Jura Botanica
prehistorische bomen en planten
Cunninghamia lanceolata

 

   

 

Cunninghamia lanceolata

De Cunninghamia lanceolata (Chinese dolkspar) is een bij ons een weinig bekend en zeer oud geslacht die stamt uit China. In zijn thuisland is het hout van deze boom het hoogst gewaardeerd van alle houtsoorten. Dit komt doordat het gemakkelijk te bewerken is, een aparte geur heeft en bovendien niet rot. Het wordt veel gebruikt om doodskisten van te maken, maar ook voor scheepsmasten en in de huizenbouw. Tussen 1701 en 1703 heeft de Engelse arts en botanicus James Cunningham, in dienst van de East India Company, de (naar hem vernoemde)  soort naar Europa gebracht.  De tweede naam “lanceolata” komt van Sir Lancelot , de beroemde Ridder van de Ronde tafel, en rechterhand van de legendarische Koning Arthur. Tijdens afwezigheid van laatstgenoemde werd Lancelot verliefd op de vrouw van de koning, de mooie Guinevere. Dit verraad wordt nog altijd gezien als een  “dolksteek” in de rug van de koning. De naalden van de Cunninghamia lanceolata hebben de vorm van de dolk.

 

 

Verzorging

De boom  kan  12 tot 15 graden vorst verdragen  (klimaatzone 7), hoewel de winterhardheid sterk afhankelijk is van vocht/ zon/wind.  Bij koude winterse omstandigheden verdient het altijd aanbeveling de boom te beschermen  (omwikkelen met vliesdoek, noppenfolie of ander materiaal). Indien de plant in pot gehouden wordt dient hij ten allen tijde binnen te overwinteren. Hij gedijt goed op een beschut plekje in de halfschaduw of in de zon. In zijn natuurlijke omgeving kan de boom een hoogte bereiken van 28 meter, in Europa wordt hij maximaal 12 meter.


 

Beschrijving

De Chinese dolkspar is vrij slank, kegelvormig, kan meerstammig zijn en heeft een exotische uitstraling. De boom is éénhuizig, hij draagt zowel mannelijke als vrouwelijke kegels. De mannelijke kegels zitten in clusters van meestal  drie of meer bij elkaar.
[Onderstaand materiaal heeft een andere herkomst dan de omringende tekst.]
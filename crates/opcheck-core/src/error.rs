//! Error types for core operations.

use thiserror::Error;

/// Result type used by tensor and graph helpers.
pub type Result<T> = anyhow::Result<T>;

/// Typed errors raised by the core layer.
#[derive(Error, Debug)]
pub enum CoreError {
    /// A dimension was zero or a shape was otherwise impossible.
    #[error("Invalid shape {shape:?}: {reason}")]
    InvalidShape {
        /// The offending shape.
        shape: Vec<usize>,
        /// Why it was rejected.
        reason: String,
    },

    /// A data type name could not be parsed or is not supported here.
    #[error("Unsupported data type: {0}")]
    UnsupportedDataType(String),

    /// A padding mode name could not be parsed.
    #[error("Unsupported padding mode: {0}")]
    UnsupportedPadMode(String),

    /// Padding widths are not valid for the requested mode.
    #[error("Invalid padding: {0}")]
    InvalidPadding(String),

    /// A configuration value could not be interpreted.
    #[error("Invalid configuration: {0}")]
    InvalidConfig(String),

    /// Graph structure is invalid.
    #[error("Invalid graph: {0}")]
    InvalidGraph(String),
}
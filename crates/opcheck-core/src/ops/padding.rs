//! Padding with the framework's `pad` semantics.
//!
//! A pad list is a flat sequence of `(begin, end)` pairs, the first pair
//! applying to the last dimension, the second to the one before it, and so
//! on. Dimensions without a pair are left untouched.

use crate::error::CoreError;
use crate::ops::shape::ShapeOps;
use crate::tensor::Tensor;
use anyhow::Result;
use serde::{Deserialize, Serialize};
use std::fmt;
use std::str::FromStr;

/// How the padded region is filled.
#[derive(Debug, Clone, Copy, PartialEq, Eq, Hash, Serialize, Deserialize)]
#[serde(rename_all = "lowercase")]
pub enum PadMode {
    /// Fill with a constant value. Negative widths crop.
    Constant,
    /// Mirror around the edge without repeating it.
    Reflect,
    /// Repeat the edge element.
    Replicate,
    /// Wrap around. Negative widths crop before wrapping.
    Circular,
}

impl PadMode {
    /// Mode name as written in case tables.
    pub fn name(self) -> &'static str {
        match self {
            PadMode::Constant => "constant",
            PadMode::Reflect => "reflect",
            PadMode::Replicate => "replicate",
            PadMode::Circular => "circular",
        }
    }
}

impl fmt::Display for PadMode {
    fn fmt(&self, f: &mut fmt::Formatter<'_>) -> fmt::Result {
        f.write_str(self.name())
    }
}

impl FromStr for PadMode {
    type Err = CoreError;

    fn from_str(s: &str) -> Result<Self, Self::Err> {
        match s {
            "constant" => Ok(PadMode::Constant),
            "reflect" => Ok(PadMode::Reflect),
            "replicate" => Ok(PadMode::Replicate),
            "circular" => Ok(PadMode::Circular),
            other => Err(CoreError::UnsupportedPadMode(other.to_string())),
        }
    }
}

/// Expand a framework pad list into one `(begin, end)` pair per dimension.
pub fn expand_pads(pads: &[i64], rank: usize) -> Result<Vec<(i64, i64)>, CoreError> {
    if pads.len() % 2 != 0 {
        return Err(CoreError::InvalidPadding(format!(
            "pad list {pads:?} has odd length"
        )));
    }
    if pads.len() / 2 > rank {
        return Err(CoreError::InvalidPadding(format!(
            "pad list {pads:?} covers {} dimensions but the input has {rank}",
            pads.len() / 2
        )));
    }
    let mut per_dim = vec![(0, 0); rank];
    for (i, pair) in pads.chunks(2).enumerate() {
        per_dim[rank - 1 - i] = (pair[0], pair[1]);
    }
    Ok(per_dim)
}

/// Output size of one dimension after padding; errors if it would be negative.
pub fn padded_dim(size: usize, begin: i64, end: i64) -> Result<usize, CoreError> {
    let out = size as i64 + begin + end;
    if out < 0 {
        return Err(CoreError::InvalidPadding(format!(
            "pads ({begin}, {end}) shrink a dimension of size {size} below zero"
        )));
    }
    Ok(out as usize)
}

/// Source index for every output position of a non-constant mode along one
/// dimension of size `size`.
pub fn source_indices(
    mode: PadMode,
    size: usize,
    begin: i64,
    end: i64,
) -> Result<Vec<usize>, CoreError> {
    let n = size as i64;
    match mode {
        PadMode::Constant => Err(CoreError::InvalidPadding(
            "constant padding has no source index mapping".to_string(),
        )),
        PadMode::Reflect => {
            if begin < 0 || end < 0 || begin >= n || end >= n {
                return Err(CoreError::InvalidPadding(format!(
                    "reflect pads ({begin}, {end}) must be non-negative and smaller than {size}"
                )));
            }
            Ok((0..n + begin + end)
                .map(|j| {
                    let p = j - begin;
                    let idx = if p < 0 {
                        -p
                    } else if p >= n {
                        2 * (n - 1) - p
                    } else {
                        p
                    };
                    idx as usize
                })
                .collect())
        }
        PadMode::Replicate => {
            if begin < 0 || end < 0 || (n == 0 && begin + end > 0) {
                return Err(CoreError::InvalidPadding(format!(
                    "replicate pads ({begin}, {end}) are invalid for a dimension of size {size}"
                )));
            }
            Ok((0..n + begin + end)
                .map(|j| (j - begin).clamp(0, n - 1) as usize)
                .collect())
        }
        PadMode::Circular => {
            let crop_begin = (-begin).max(0);
            let crop_end = (-end).max(0);
            let body = n - crop_begin - crop_end;
            if body < 0 {
                return Err(CoreError::InvalidPadding(format!(
                    "circular pads ({begin}, {end}) crop more than the {size} available elements"
                )));
            }
            let left = begin.max(0);
            let right = end.max(0);
            if left > body || right > body || (body == 0 && left + right > 0) {
                return Err(CoreError::InvalidPadding(format!(
                    "circular pads ({begin}, {end}) wrap around more than once"
                )));
            }
            Ok((0..body + left + right)
                .map(|j| (crop_begin + (j - left).rem_euclid(body.max(1))) as usize)
                .collect())
        }
    }
}

/// Trait for padding tensors.
pub trait PadOps {
    /// Pad with a framework pad list. `value` is only used by constant mode.
    fn pad(&self, pads: &[i64], mode: PadMode, value: f64) -> Result<Tensor>;
}

impl PadOps for Tensor {
    fn pad(&self, pads: &[i64], mode: PadMode, value: f64) -> Result<Tensor> {
        let per_dim = expand_pads(pads, self.rank())?;
        let mut current = self.clone();
        for (dim, &(begin, end)) in per_dim.iter().enumerate() {
            if begin == 0 && end == 0 {
                continue;
            }
            current = match mode {
                PadMode::Constant => pad_constant_dim(&current, dim, begin, end, value)?,
                _ => {
                    let size = current.shape()[dim];
                    let indices = source_indices(mode, size, begin, end)?;
                    current.index_select(&indices, dim)?
                }
            };
        }
        Ok(current)
    }
}

fn pad_constant_dim(x: &Tensor, dim: usize, begin: i64, end: i64, value: f64) -> Result<Tensor> {
    let size = x.shape()[dim];
    padded_dim(size, begin, end)?;

    let crop_begin = (-begin).max(0) as usize;
    let crop_end = (-end).max(0) as usize;
    let body = x.narrow(dim, crop_begin, size - crop_begin - crop_end)?;

    let body_shape = body.shape();
    let fill = |width: i64| -> Result<Tensor> {
        let mut shape = body_shape.clone();
        shape[dim] = width as usize;
        Tensor::full(value, shape, x.dtype())
    };

    let mut parts = Vec::with_capacity(3);
    if begin > 0 {
        parts.push(fill(begin)?);
    }
    parts.push(body);
    if end > 0 {
        parts.push(fill(end)?);
    }
    let refs: Vec<&Tensor> = parts.iter().collect();
    Tensor::concat(&refs, dim)
}

#[cfg(test)]
mod tests {
    use super::*;
    use crate::types::DataType;

    fn row(values: &[f32]) -> Tensor {
        Tensor::from_data(values.to_vec(), vec![values.len()], DataType::F32).unwrap()
    }

    #[test]
    fn test_mode_parsing() {
        assert_eq!("reflect".parse::<PadMode>().unwrap(), PadMode::Reflect);
        assert!("symmetric".parse::<PadMode>().is_err());
    }

    #[test]
    fn test_expand_pads_last_dim_first() {
        let per_dim = expand_pads(&[1, 2, 3, 4], 4).unwrap();
        assert_eq!(per_dim, vec![(0, 0), (0, 0), (3, 4), (1, 2)]);
        assert!(expand_pads(&[1, 2, 3], 4).is_err());
        assert!(expand_pads(&[1, 0, 0, 0, 0, 1], 2).is_err());
    }

    #[test]
    fn test_constant_pad_with_value() -> Result<()> {
        let out = row(&[1.0, 2.0]).pad(&[1, 2], PadMode::Constant, 9.0)?;
        assert_eq!(out.to_vec()?, vec![9.0, 1.0, 2.0, 9.0, 9.0]);
        Ok(())
    }

    #[test]
    fn test_constant_pad_both_sides_of_matrix() -> Result<()> {
        let x = Tensor::from_i64(vec![1, 2, 3, 4, 5, 6], vec![2, 3])?;
        let out = x.pad(&[1, 1, 1, 0], PadMode::Constant, 7.0)?;
        assert_eq!(out.shape(), vec![3, 5]);
        assert_eq!(out.dtype(), DataType::I64);
        assert_eq!(
            out.to_vec_i64()?,
            vec![7, 7, 7, 7, 7, 7, 1, 2, 3, 7, 7, 4, 5, 6, 7]
        );
        Ok(())
    }

    #[test]
    fn test_constant_negative_crops() -> Result<()> {
        let out = row(&[1.0, 2.0, 3.0, 4.0]).pad(&[-1, 1], PadMode::Constant, 0.0)?;
        assert_eq!(out.to_vec()?, vec![2.0, 3.0, 4.0, 0.0]);
        Ok(())
    }

    #[test]
    fn test_reflect() -> Result<()> {
        let out = row(&[1.0, 2.0, 3.0, 4.0]).pad(&[2, 1], PadMode::Reflect, 0.0)?;
        assert_eq!(out.to_vec()?, vec![3.0, 2.0, 1.0, 2.0, 3.0, 4.0, 3.0]);
        assert!(row(&[1.0, 2.0]).pad(&[2, 0], PadMode::Reflect, 0.0).is_err());
        Ok(())
    }

    #[test]
    fn test_replicate() -> Result<()> {
        let out = row(&[1.0, 2.0, 3.0]).pad(&[2, 1], PadMode::Replicate, 0.0)?;
        assert_eq!(out.to_vec()?, vec![1.0, 1.0, 1.0, 2.0, 3.0, 3.0]);
        Ok(())
    }

    #[test]
    fn test_circular() -> Result<()> {
        let out = row(&[1.0, 2.0, 3.0, 4.0]).pad(&[1, 2], PadMode::Circular, 0.0)?;
        assert_eq!(out.to_vec()?, vec![4.0, 1.0, 2.0, 3.0, 4.0, 1.0, 2.0]);
        Ok(())
    }

    #[test]
    fn test_circular_negative_crops_before_wrapping() -> Result<()> {
        let out = row(&[1.0, 2.0, 3.0, 4.0, 5.0]).pad(&[-1, 1], PadMode::Circular, 0.0)?;
        assert_eq!(out.to_vec()?, vec![2.0, 3.0, 4.0, 5.0, 2.0]);
        Ok(())
    }

    #[test]
    fn test_circular_wrapping_twice_rejected() {
        assert!(row(&[1.0, 2.0]).pad(&[3, 0], PadMode::Circular, 0.0).is_err());
    }

    #[test]
    fn test_two_dims() -> Result<()> {
        let x = Tensor::from_data(vec![1.0, 2.0, 3.0, 4.0], vec![2, 2], DataType::F32)?;
        let out = x.pad(&[1, 0, 0, 1], PadMode::Constant, 0.0)?;
        assert_eq!(out.shape(), vec![3, 3]);
        assert_eq!(
            out.to_vec()?,
            vec![0.0, 1.0, 2.0, 0.0, 3.0, 4.0, 0.0, 0.0, 0.0]
        );
        Ok(())
    }
}
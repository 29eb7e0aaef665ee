//! Harness configuration.
//!
//! [`HarnessConfig`] is built with `with_*` methods on top of `Default`, or
//! from `OPCHECK_*` environment variables via [`HarnessConfig::from_env`].
//! Command-line flags are applied on top of the environment.

use crate::error::{HarnessError, Result};
use crate::provision::ProvisionConfig;
use opcheck_ir::{Precision, TargetDevice, IR_VERSION, MIN_IR_VERSION};
use serde::{Deserialize, Serialize};
use std::env;

/// Environment variable selecting the target device.
pub const ENV_DEVICE: &str = "OPCHECK_DEVICE";
/// Environment variable selecting the precision.
pub const ENV_PRECISION: &str = "OPCHECK_PRECISION";
/// Environment variable requesting an IR serialization round trip.
pub const ENV_IR_VERSION: &str = "OPCHECK_IR_VERSION";
/// Environment variable seeding input sampling.
pub const ENV_SEED: &str = "OPCHECK_SEED";

/// Absolute and relative tolerance for `|a - b| <= atol + rtol * |b|`.
#[derive(Debug, Clone, Copy, PartialEq, Serialize, Deserialize)]
pub struct Tolerance {
    /// Absolute tolerance.
    pub atol: f64,
    /// Relative tolerance.
    pub rtol: f64,
}

impl Tolerance {
    /// Create a tolerance pair.
    pub fn new(atol: f64, rtol: f64) -> Self {
        Self { atol, rtol }
    }

    /// Default tolerance for a precision.
    pub fn for_precision(precision: Precision) -> Self {
        match precision {
            Precision::FP32 => Self::new(1e-4, 1e-4),
            Precision::FP16 => Self::new(5e-2, 5e-2),
        }
    }

    /// Whether `actual` is close enough to `expected`.
    pub fn accepts(&self, actual: f64, expected: f64) -> bool {
        if actual.is_nan() || expected.is_nan() {
            return actual.is_nan() && expected.is_nan();
        }
        if actual.is_infinite() || expected.is_infinite() {
            return actual == expected;
        }
        (actual - expected).abs() <= self.atol + self.rtol * expected.abs()
    }
}

/// Configuration shared by every case of a run.
#[derive(Debug, Clone)]
pub struct HarnessConfig {
    /// Device the converted model executes on.
    pub device: TargetDevice,
    /// Execution precision.
    pub precision: Precision,
    /// Serialize and reload the IR at this version before executing it.
    pub ir_version: Option<i64>,
    /// Overrides the per-precision default tolerance.
    pub tolerance: Option<Tolerance>,
    /// Input sampling configuration.
    pub provision: ProvisionConfig,
    /// Run cases on the rayon pool.
    pub parallel: bool,
}

impl Default for HarnessConfig {
    fn default() -> Self {
        Self {
            device: TargetDevice::Cpu,
            precision: Precision::FP32,
            ir_version: None,
            tolerance: None,
            provision: ProvisionConfig::default(),
            parallel: true,
        }
    }
}

impl HarnessConfig {
    /// Create a configuration with default settings.
    pub fn new() -> Self {
        Self::default()
    }

    /// Read `OPCHECK_DEVICE`, `OPCHECK_PRECISION`, `OPCHECK_IR_VERSION` and
    /// `OPCHECK_SEED`; unset variables keep their defaults.
    pub fn from_env() -> Result<Self> {
        Self::from_lookup(|key| env::var(key).ok())
    }

    /// Same as [`from_env`](Self::from_env) with an explicit variable source.
    pub fn from_lookup<F>(lookup: F) -> Result<Self>
    where
        F: Fn(&str) -> Option<String>,
    {
        let mut config = Self::default();
        if let Some(device) = lookup(ENV_DEVICE) {
            config.device = device.parse()?;
        }
        if let Some(precision) = lookup(ENV_PRECISION) {
            config.precision = precision.parse()?;
        }
        if let Some(version) = lookup(ENV_IR_VERSION) {
            let version = version.trim().parse::<i64>().map_err(|_| {
                HarnessError::Config(format!("{ENV_IR_VERSION}='{version}' is not an integer"))
            })?;
            config = config.with_ir_version(version)?;
        }
        if let Some(seed) = lookup(ENV_SEED) {
            let seed = seed.trim().parse::<u64>().map_err(|_| {
                HarnessError::Config(format!("{ENV_SEED}='{seed}' is not an unsigned integer"))
            })?;
            config.provision = config.provision.with_seed(Some(seed));
        }
        Ok(config)
    }

    /// Set the target device.
    pub fn with_device(mut self, device: TargetDevice) -> Self {
        self.device = device;
        self
    }

    /// Set the execution precision.
    pub fn with_precision(mut self, precision: Precision) -> Self {
        self.precision = precision;
        self
    }

    /// Request a serialization round trip at `version`.
    pub fn with_ir_version(mut self, version: i64) -> Result<Self> {
        if !(MIN_IR_VERSION..=IR_VERSION).contains(&version) {
            return Err(HarnessError::Config(format!(
                "IR version {version} outside supported range {MIN_IR_VERSION}..={IR_VERSION}"
            )));
        }
        self.ir_version = Some(version);
        Ok(self)
    }

    /// Override the comparison tolerance.
    pub fn with_tolerance(mut self, tolerance: Tolerance) -> Self {
        self.tolerance = Some(tolerance);
        self
    }

    /// Replace the input sampling configuration.
    pub fn with_provision(mut self, provision: ProvisionConfig) -> Self {
        self.provision = provision;
        self
    }

    /// Enable or disable parallel case execution.
    pub fn with_parallel(mut self, parallel: bool) -> Self {
        self.parallel = parallel;
        self
    }

    /// Tolerance in effect for this configuration.
    pub fn effective_tolerance(&self) -> Tolerance {
        self.tolerance
            .unwrap_or_else(|| Tolerance::for_precision(self.precision))
    }
}

#[cfg(test)]
mod tests {
    use super::*;
    use std::collections::HashMap;

    fn lookup(pairs: &[(&str, &str)]) -> impl Fn(&str) -> Option<String> {
        let map: HashMap<String, String> = pairs
            .iter()
            .map(|(k, v)| (k.to_string(), v.to_string()))
            .collect();
        move |key| map.get(key).cloned()
    }

    #[test]
    fn test_defaults() {
        let config = HarnessConfig::default();
        assert_eq!(config.device, TargetDevice::Cpu);
        assert_eq!(config.precision, Precision::FP32);
        assert_eq!(config.effective_tolerance(), Tolerance::new(1e-4, 1e-4));
        assert!(config.parallel);
    }

    #[test]
    fn test_fp16_tolerance() {
        let config = HarnessConfig::new().with_precision(Precision::FP16);
        assert_eq!(config.effective_tolerance(), Tolerance::new(5e-2, 5e-2));
    }

    #[test]
    fn test_tolerance_override() {
        let config = HarnessConfig::new().with_tolerance(Tolerance::new(0.5, 0.0));
        assert_eq!(config.effective_tolerance().atol, 0.5);
    }

    #[test]
    fn test_from_lookup() {
        let config = HarnessConfig::from_lookup(lookup(&[
            (ENV_DEVICE, "cpu"),
            (ENV_PRECISION, "FP16"),
            (ENV_IR_VERSION, "10"),
            (ENV_SEED, "7"),
        ]))
        .unwrap();
        assert_eq!(config.precision, Precision::FP16);
        assert_eq!(config.ir_version, Some(10));
        assert_eq!(config.provision.seed, Some(7));
    }

    #[test]
    fn test_unknown_device_rejected() {
        let result = HarnessConfig::from_lookup(lookup(&[(ENV_DEVICE, "GPU")]));
        assert!(matches!(result, Err(HarnessError::Ir(_))));
    }

    #[test]
    fn test_bad_ir_version_rejected() {
        assert!(HarnessConfig::from_lookup(lookup(&[(ENV_IR_VERSION, "three")])).is_err());
        assert!(HarnessConfig::new().with_ir_version(3).is_err());
    }

    #[test]
    fn test_tolerance_accepts() {
        let tol = Tolerance::new(1e-4, 1e-4);
        assert!(tol.accepts(1.00005, 1.0));
        assert!(!tol.accepts(1.01, 1.0));
        assert!(tol.accepts(f64::NAN, f64::NAN));
        assert!(!tol.accepts(f64::INFINITY, 1.0));
        assert!(tol.accepts(f64::NEG_INFINITY, f64::NEG_INFINITY));
    }
}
De vrij ronde vrouwelijke kegels hebben een diameter van ongeveer 4cm. De naalden zijn donker blauwgroen, 50 bij 4mm, leerachtig en scherp gepunt  (dolkvormig). De oudere naalden en takken kunnen geel tot oranje worden, voordat zij van de boom vallen. Dit is geen teken dat de bomen niet gezond zijn, het is het beeld van normale groeiwijze waarbij naalden/takken na 4 á 5 jaar worden afgeworpen. Ook bij verwante geslachten Cryptomeria, Sequoia en Sequoiadendron gebeurt dit en verder elke herfst bij de niet wintergroene familieleden Metasequoia en Taxodium. De eerste indruk van de boom is een fijn uitgevoerde Araucaria araucana, maar daaraan is de plant niet verwant.